While the full potential of artificial intelligence in the medical field is still on the horizon, the impact of AI in today’s healthcare is already evident, steering the industry toward more consumer-driven care and organizational efficiencies.

By Joyce Riha Linik

By Joyce Riha Linik February 13, 2024

Artificial intelligence (AI) promises to deliver unprecedented advancements in medicine in the years to come as researchers look at ways AI can be used to comb through vast databases to identify trends in varied populations, analyze molecular structures for possible drug candidates, and accelerate potential cures for diseases.  

But while these sophisticated applications are still on the horizon, AI is already making inroads in more basic functions, specifically in the areas of consumer-driven healthcare and organizational efficiencies.

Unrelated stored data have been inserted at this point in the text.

//! Query pipeline: search → filter → sort → group
//!
//! The order is fixed. Filters are defined over raw field values while search
//! only looks at the caller's searchable subset, so swapping stages changes
//! results.
//!
//! [`run_query`] is the pure function. [`QueryPipeline`] wraps it with a
//! single-entry memo so a UI can ask for the derived rows on every frame
//! without recomputing when nothing changed.

use std::collections::HashMap;
use std::sync::Arc;

use crate::column::ColumnSet;
use crate::filter::{apply_filters, search, FilterRule};
use crate::group::{group_rows, RowGroup};
use crate::sort::{sort_rows, SortRule};
use crate::value::Row;

/// Everything the pipeline reads besides the rows themselves
#[derive(Debug, Clone, Default, PartialEq)]
pub struct QueryInput {
    pub search: String,
    pub filters: Vec<FilterRule>,
    pub sorts: Vec<SortRule>,
    pub group_field: Option<String>,
}

/// Borrowed pipeline output
#[derive(Debug, Clone, PartialEq)]
pub struct QueryResult<'a> {
    /// Filtered and sorted rows (all groups, in order)
    pub rows: Vec<&'a Row>,
    /// Present when a group field is set
    pub groups: Option<Vec<RowGroup<'a>>>,
}

pub fn run_query<'a>(rows: &'a [Row], columns: &ColumnSet, input: &QueryInput) -> QueryResult<'a> {
    let all: Vec<&Row> = rows.iter().collect();
    let searched = search(all, columns, &input.search);
    let filtered = apply_filters(searched, columns, &input.filters);
    let sorted = sort_rows(filtered, columns, &input.sorts);
    let groups = input
        .group_field
        .as_deref()
        .map(|field| group_rows(&sorted, field));

    QueryResult {
        rows: sorted,
        groups,
    }
}

// =============================================================================
// Memoized pipeline
// =============================================================================

/// Owned pipeline output as indices into the row slice
#[derive(Debug, Clone, Default, PartialEq)]
pub struct DerivedView {
    pub rows: Vec<usize>,
    pub groups: Option<Vec<GroupIndex>>,
}

#[derive(Debug, Clone, PartialEq)]
pub struct GroupIndex {
    pub label: String,
    pub rows: Vec<usize>,
}

impl DerivedView {
    pub fn len(&self) -> usize {
        self.rows.len()
    }

    pub fn is_empty(&self) -> bool {
        self.rows.is_empty()
    }

    /// Resolve indices back to rows
    pub fn resolve<'a>(&self, rows: &'a [Row]) -> Vec<&'a Row> {
        self.rows.iter().filter_map(|&i| rows.get(i)).collect()
    }
}

#[derive(Debug, Clone, PartialEq)]
struct MemoKey {
    rows_revision: u64,
    input: QueryInput,
}

/// Single-entry memo over [`run_query`].
///
/// The key is the caller's rows revision plus the structural value of the
/// query input; callers bump the revision whenever they replace the rows.
#[derive(Debug, Default)]
pub struct QueryPipeline {
    cached: Option<(MemoKey, Arc<DerivedView>)>,
    computations: u64,
}

impl QueryPipeline {
    pub fn new() -> Self {
        Self::default()
    }

    pub fn derive(
        &mut self,
        rows: &[Row],
        rows_revision: u64,
        columns: &ColumnSet,
        input: &QueryInput,
    ) -> Arc<DerivedView> {
        if let Some((key, view)) = &self.cached {
            if key.rows_revision == rows_revision && &key.input == input {
                return Arc::clone(view);
            }
        }

        let result = run_query(rows, columns, input);
        let position: HashMap<&str, usize> = rows
            .iter()
            .enumerate()
            .map(|(i, row)| (row.id(), i))
            .collect();
        let to_indices = |rows: &[&Row]| -> Vec<usize> {
            rows.iter()
                .filter_map(|row| position.get(row.id()).copied())
                .collect()
        };

        let view = Arc::new(DerivedView {
            rows: to_indices(&result.rows),
            groups: result.groups.as_ref().map(|groups| {
                groups
                    .iter()
                    .map(|g| GroupIndex {
                        label: g.label.clone(),
                        rows: to_indices(&g.rows),
                    })
                    .collect()
            }),
        });

        self.computations += 1;
        log::trace!("query pipeline recomputed ({} rows)", view.rows.len());
        self.cached = Some((
            MemoKey {
                rows_revision,
                input: input.clone(),
            },
            Arc::clone(&view),
        ));
        view
    }

    pub fn invalidate(&mut self) {
        self.cached = None;
    }

    /// Number of actual recomputations so far
    pub fn computations(&self) -> u64 {
        self.computations
    }
}

// =============================================================================
// Tests
// =============================================================================

#[cfg(test)]
mod tests {
    use super::*;
    use crate::column::{ColumnDef, ColumnType};
    use crate::filter::FilterOperator;

    fn columns() -> ColumnSet {
        ColumnSet::new(vec![
            ColumnDef::new("name", "Name", ColumnType::Text),
            ColumnDef::new("active", "Active", ColumnType::Toggle),
        ])
        .unwrap()
    }

    fn rows() -> Vec<Row> {
        vec![
            Row::new("1").with("name", "Bob").with("active", true),
            Row::new("2").with("name", "Ann").with("active", false),
        ]
    }

    fn ids(rows: &[&Row]) -> Vec<String> {
        rows.iter().map(|r| r.id().to_string()).collect()
    }

    #[test]
    fn test_scenario_sort_filter_search_group() {
        let data = rows();
        let cols = columns();

        let sorted = run_query(
            &data,
            &cols,
            &QueryInput {
                sorts: vec![SortRule::asc("name")],
                ..Default::default()
            },
        );
        assert_eq!(ids(&sorted.rows), vec!["2", "1"]);

        let filtered = run_query(
            &data,
            &cols,
            &QueryInput {
                filters: vec![FilterRule::unary("active", FilterOperator::IsTrue)],
                ..Default::default()
            },
        );
        assert_eq!(ids(&filtered.rows), vec!["1"]);

        let searched = run_query(
            &data,
            &cols,
            &QueryInput {
                search: "an".into(),
                ..Default::default()
            },
        );
        assert_eq!(ids(&searched.rows), vec!["2"]);

        let grouped = run_query(
            &data,
            &cols,
            &QueryInput {
                group_field: Some("active".into()),
                ..Default::default()
            },
        );
        let groups = grouped.groups.unwrap();
        assert_eq!(groups.len(), 2);
        assert_eq!(groups[0].label, "Yes");
        assert_eq!(ids(&groups[0].rows), vec!["1"]);
        assert_eq!(groups[1].label, "No");
        assert_eq!(ids(&groups[1].rows), vec!["2"]);
    }

    #[test]
    fn test_group_follows_sort_order() {
        let data = rows();
        let result = run_query(
            &data,
            &columns(),
            &QueryInput {
                sorts: vec![SortRule::asc("name")],
                group_field: Some("active".into()),
                ..Default::default()
            },
        );
        let labels: Vec<String> = result
            .groups
            .unwrap()
            .into_iter()
            .map(|g| g.label)
            .collect();
        assert_eq!(labels, vec!["No", "Yes"]);
    }

    #[test]
    fn test_memo_reuses_until_inputs_change() {
        let data = rows();
        let cols = columns();
        let mut pipeline = QueryPipeline::new();
        let input = QueryInput {
            sorts: vec![SortRule::asc("name")],
            ..Default::default()
        };

        let first = pipeline.derive(&data, 1, &cols, &input);
        let second = pipeline.derive(&data, 1, &cols, &input.clone());
        assert!(Arc::ptr_eq(&first, &second));
        assert_eq!(pipeline.computations(), 1);
        assert_eq!(first.rows, vec![1, 0]);

        pipeline.derive(&data, 2, &cols, &input);
        assert_eq!(pipeline.computations(), 2);

        let searched = QueryInput {
            search: "bo".into(),
            ..input
        };
        let view = pipeline.derive(&data, 2, &cols, &searched);
        assert_eq!(pipeline.computations(), 3);
        assert_eq!(view.resolve(&data)[0].id(), "1");
    }
}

“Most healthcare organizations would love to have all of the super sophisticated AI tools,” said Leah Gabbert, Marketing Director of Global Industry Solutions at Nutanix, who has worked in the healthcare industry for more than two decades. But, she explained, some of these  options, specifically the idea of leveraging AI for genomic-based precision care are still a bit “pie in the sky.”

“But the reality is that most healthcare organizations don’t have the specialized staff or resources to deliver that type of personalized medical care right now,” said Gabbert.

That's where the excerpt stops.